### [Assignment]
Please copy each line of the listing that includes the string "FadeQuick".

### [Entries shown]
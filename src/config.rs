//! Configuration system using TOML files.
//!
//! Config is stored in the OS-standard config directory:
//! - Windows: %APPDATA%\auricle\config.toml
//! - macOS: ~/Library/Application Support/auricle/config.toml
//! - Linux: ~/.config/auricle/config.toml
//!
//! The config file is human-readable and editable. Settings are loaded at
//! startup; runtime updates through the control surface mutate the
//! in-memory copy only (the persist step is deliberately unfinished and
//! reports NotImplemented).

use serde::{Deserialize, Serialize};
use std::path::PathBuf;

use crate::error::{Error, Result};

/// Application configuration
#[derive(Debug, Clone, Default, Serialize, Deserialize)]
#[serde(default)]
pub struct Config {
    /// Audio engine settings
    pub audio: AudioConfig,

    /// Visualization pipeline settings
    pub visualizer: VisualizerConfig,

    /// Output fan-out settings
    pub output: OutputConfig,

    /// Library settings for the file source
    pub library: LibraryConfig,
}

/// Ducking ramp policy.
#[derive(Debug, Clone, Copy, PartialEq, Eq, Default, Serialize, Deserialize)]
#[serde(rename_all = "snake_case")]
pub enum DuckPolicy {
    /// Linear per-sample ramp over the full attack/release window
    #[default]
    FadeSmooth,
    /// Same shape, quarter of the configured window
    FadeQuick,
    /// Jump straight to the target level
    Instant,
}

/// Audio engine settings
#[derive(Debug, Clone, Serialize, Deserialize)]
#[serde(default)]
pub struct AudioConfig {
    /// Source selected at startup ("file", "radio", "turntable", ...)
    pub default_source: String,

    /// How far background sources are attenuated while events play (0-100)
    pub duck_percentage: u8,

    /// Ramp shape for duck attack/release
    pub duck_policy: DuckPolicy,

    /// Attack ramp length in milliseconds
    pub duck_attack_ms: u32,

    /// Release ramp length in milliseconds
    pub duck_release_ms: u32,
}

impl Default for AudioConfig {
    fn default() -> Self {
        Self {
            default_source: "file".to_string(),
            duck_percentage: 20,
            duck_policy: DuckPolicy::FadeSmooth,
            duck_attack_ms: 200,
            duck_release_ms: 500,
        }
    }
}

/// Visualization pipeline settings
#[derive(Debug, Clone, Serialize, Deserialize)]
#[serde(default)]
pub struct VisualizerConfig {
    /// FFT size (power of two)
    pub fft_size: usize,

    /// Number of time-domain samples per waveform snapshot
    pub waveform_sample_count: usize,

    /// How long a peak reading is held before decaying, in milliseconds
    pub peak_hold_time_ms: u32,

    /// Apply a Hann window before the FFT
    pub apply_window: bool,

    /// Per-bin exponential smoothing factor (0.0 = instant, 1.0 = frozen)
    pub smoothing: f32,
}

impl Default for VisualizerConfig {
    fn default() -> Self {
        Self {
            fft_size: 2048,
            waveform_sample_count: 512,
            peak_hold_time_ms: 1000,
            apply_window: true,
            smoothing: 0.7,
        }
    }
}

/// Output fan-out settings
#[derive(Debug, Clone, Default, Serialize, Deserialize)]
#[serde(default)]
pub struct OutputConfig {
    pub local: LocalOutputConfig,
    pub http_stream: HttpStreamConfig,
    pub google_cast: CastConfig,
}

/// Local playback device settings
#[derive(Debug, Clone, Serialize, Deserialize)]
#[serde(default)]
pub struct LocalOutputConfig {
    pub enabled: bool,

    /// Device id to prefer (empty = system default)
    pub preferred_device_id: String,

    /// Volume applied at startup (0.0 - 1.0)
    pub default_volume: f32,
}

impl Default for LocalOutputConfig {
    fn default() -> Self {
        Self {
            enabled: true,
            preferred_device_id: String::new(),
            default_volume: 1.0,
        }
    }
}

/// HTTP PCM/WAV stream server settings
#[derive(Debug, Clone, Serialize, Deserialize)]
#[serde(default)]
pub struct HttpStreamConfig {
    pub enabled: bool,
    pub port: u16,
    pub endpoint_path: String,
    pub sample_rate: u32,
    pub channels: u16,
    pub max_concurrent_clients: usize,
    pub content_type: String,
}

impl Default for HttpStreamConfig {
    fn default() -> Self {
        Self {
            enabled: true,
            port: 5901,
            endpoint_path: "/stream/audio".to_string(),
            sample_rate: 48_000,
            channels: 2,
            max_concurrent_clients: 8,
            content_type: "audio/wav".to_string(),
        }
    }
}

/// Google Cast output settings
#[derive(Debug, Clone, Serialize, Deserialize)]
#[serde(default)]
pub struct CastConfig {
    pub enabled: bool,

    /// How long to wait for mDNS answers
    pub discovery_timeout_s: u64,

    pub default_volume: f32,

    /// URL the receiver loads; empty = derived from the HTTP stream config
    pub stream_url: String,
}

impl Default for CastConfig {
    fn default() -> Self {
        Self {
            enabled: false,
            discovery_timeout_s: 10,
            default_volume: 0.8,
            stream_url: String::new(),
        }
    }
}

/// Library settings for the file source
#[derive(Debug, Clone, Serialize, Deserialize)]
#[serde(default)]
pub struct LibraryConfig {
    /// Root directory audio files are resolved against
    pub root: PathBuf,
}

impl Default for LibraryConfig {
    fn default() -> Self {
        Self {
            root: PathBuf::from("media"),
        }
    }
}

// ============================================================================
// Config File Operations
// ============================================================================

/// Get the config directory path
pub fn config_dir() -> Option<PathBuf> {
    dirs::config_dir().map(|d| d.join("auricle"))
}

/// Get the full path to the config file
pub fn config_path() -> Option<PathBuf> {
    config_dir().map(|d| d.join("config.toml"))
}

/// Load configuration from disk
///
/// Returns default config if file doesn't exist or can't be parsed.
/// Logs warnings but doesn't fail - we always return a usable config.
pub fn load(override_path: Option<&std::path::Path>) -> Config {
    let path = match override_path {
        Some(p) => p.to_path_buf(),
        None => match config_path() {
            Some(p) => p,
            None => {
                tracing::warn!("Could not determine config directory, using defaults");
                return Config::default();
            }
        },
    };

    if !path.exists() {
        tracing::info!("No config file found at {:?}, using defaults", path);
        return Config::default();
    }

    match std::fs::read_to_string(&path) {
        Ok(contents) => match toml::from_str(&contents) {
            Ok(config) => {
                tracing::info!("Loaded config from {:?}", path);
                config
            }
            Err(e) => {
                tracing::error!("Failed to parse config file {:?}: {}", path, e);
                tracing::warn!("Using default configuration");
                Config::default()
            }
        },
        Err(e) => {
            tracing::error!("Failed to read config file {:?}: {}", path, e);
            Config::default()
        }
    }
}

/// Save configuration to disk
///
/// Creates the config directory if it doesn't exist. Writes atomically
/// (temp file + rename) so a crash never leaves a torn config behind.
pub fn save(config: &Config) -> Result<()> {
    let dir = config_dir().ok_or_else(|| Error::external("no config directory"))?;
    let path = dir.join("config.toml");

    std::fs::create_dir_all(&dir)?;

    let contents =
        toml::to_string_pretty(config).map_err(|e| Error::external(e.to_string()))?;

    let temp_path = path.with_extension("toml.tmp");
    std::fs::write(&temp_path, &contents)?;
    std::fs::rename(&temp_path, &path)?;

    tracing::info!("Saved config to {:?}", path);
    Ok(())
}

impl Config {
    /// Apply a single `section.key = value` update.
    ///
    /// The value is applied to the in-memory config so subsequent `get`s
    /// reflect it; the caller is told persistence is unfinished.
    pub fn apply_update(&mut self, section: &str, key: &str, value: &str) -> Result<()> {
        if section.trim().is_empty() || key.trim().is_empty() {
            return Err(Error::invalid_argument("section and key must be non-empty"));
        }

        match (section, key) {
            ("audio", "default_source") => self.audio.default_source = value.to_string(),
            ("audio", "duck_percentage") => {
                let v: u8 = parse(value)?;
                if v > 100 {
                    return Err(Error::invalid_argument("duck_percentage must be 0-100"));
                }
                self.audio.duck_percentage = v;
            }
            ("audio", "duck_attack_ms") => self.audio.duck_attack_ms = parse(value)?,
            ("audio", "duck_release_ms") => self.audio.duck_release_ms = parse(value)?,
            ("audio", "duck_policy") => {
                self.audio.duck_policy = match value {
                    "fade_smooth" => DuckPolicy::FadeSmooth,
                    "fade_quick" => DuckPolicy::FadeQuick,
                    "instant" => DuckPolicy::Instant,
                    other => {
                        return Err(Error::invalid_argument(format!(
                            "unknown duck policy: {other}"
                        )));
                    }
                };
            }
            ("visualizer", "fft_size") => {
                let v: usize = parse(value)?;
                if !v.is_power_of_two() || v < 256 {
                    return Err(Error::invalid_argument("fft_size must be a power of two >= 256"));
                }
                self.visualizer.fft_size = v;
            }
            ("visualizer", "waveform_sample_count") => {
                self.visualizer.waveform_sample_count = parse(value)?;
            }
            ("visualizer", "peak_hold_time_ms") => {
                self.visualizer.peak_hold_time_ms = parse(value)?;
            }
            ("visualizer", "apply_window") => self.visualizer.apply_window = parse(value)?,
            ("visualizer", "smoothing") => {
                let v: f32 = parse(value)?;
                if !(0.0..=1.0).contains(&v) {
                    return Err(Error::invalid_argument("smoothing must be in [0,1]"));
                }
                self.visualizer.smoothing = v;
            }
            ("output", "local.enabled") => self.output.local.enabled = parse(value)?,
            ("output", "http_stream.enabled") => self.output.http_stream.enabled = parse(value)?,
            ("output", "http_stream.port") => self.output.http_stream.port = parse(value)?,
            ("output", "google_cast.enabled") => self.output.google_cast.enabled = parse(value)?,
            _ => {
                return Err(Error::invalid_argument(format!(
                    "unknown config key {section}.{key}"
                )));
            }
        }

        // Persistence of runtime updates is not wired up yet; the caller
        // surfaces this as 501 with the applied value in the body.
        Err(Error::NotImplemented(
            "config updates apply in memory only".to_string(),
        ))
    }
}

fn parse<T: std::str::FromStr>(value: &str) -> Result<T> {
    value
        .parse()
        .map_err(|_| Error::invalid_argument(format!("cannot parse value: {value}")))
}

#[cfg(test)]
mod tests {
    use super::*;
    use crate::error::ErrorKind;

    #[test]
    fn test_defaults_round_trip() {
        let config = Config::default();
        let toml_str = toml::to_string_pretty(&config).unwrap();
        let parsed: Config = toml::from_str(&toml_str).unwrap();
        assert_eq!(parsed.audio.duck_percentage, 20);
        assert_eq!(parsed.visualizer.fft_size, 2048);
        assert_eq!(parsed.output.http_stream.endpoint_path, "/stream/audio");
    }

    #[test]
    fn test_partial_file_uses_defaults() {
        let parsed: Config = toml::from_str("[audio]\nduck_percentage = 35\n").unwrap();
        assert_eq!(parsed.audio.duck_percentage, 35);
        assert_eq!(parsed.audio.duck_attack_ms, 200);
        assert!(parsed.output.local.enabled);
    }

    #[test]
    fn test_apply_update_reports_not_implemented() {
        let mut config = Config::default();
        let err = config.apply_update("audio", "duck_percentage", "40").unwrap_err();
        assert_eq!(err.kind(), ErrorKind::NotImplemented);
        // But the value is visible in memory
        assert_eq!(config.audio.duck_percentage, 40);
    }

    #[test]
    fn test_apply_update_rejects_empty_section() {
        let mut config = Config::default();
        let err = config.apply_update("", "x", "1").unwrap_err();
        assert_eq!(err.kind(), ErrorKind::InvalidArgument);
    }

    #[test]
    fn test_apply_update_rejects_bad_values() {
        let mut config = Config::default();
        assert_eq!(
            config.apply_update("audio", "duck_percentage", "250").unwrap_err().kind(),
            ErrorKind::InvalidArgument
        );
        assert_eq!(
            config.apply_update("visualizer", "fft_size", "1000").unwrap_err().kind(),
            ErrorKind::InvalidArgument
        );
    }
}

### [Solved problem]
    FadeQuick,
                    "fade_quick" => DuckPolicy::FadeQuick,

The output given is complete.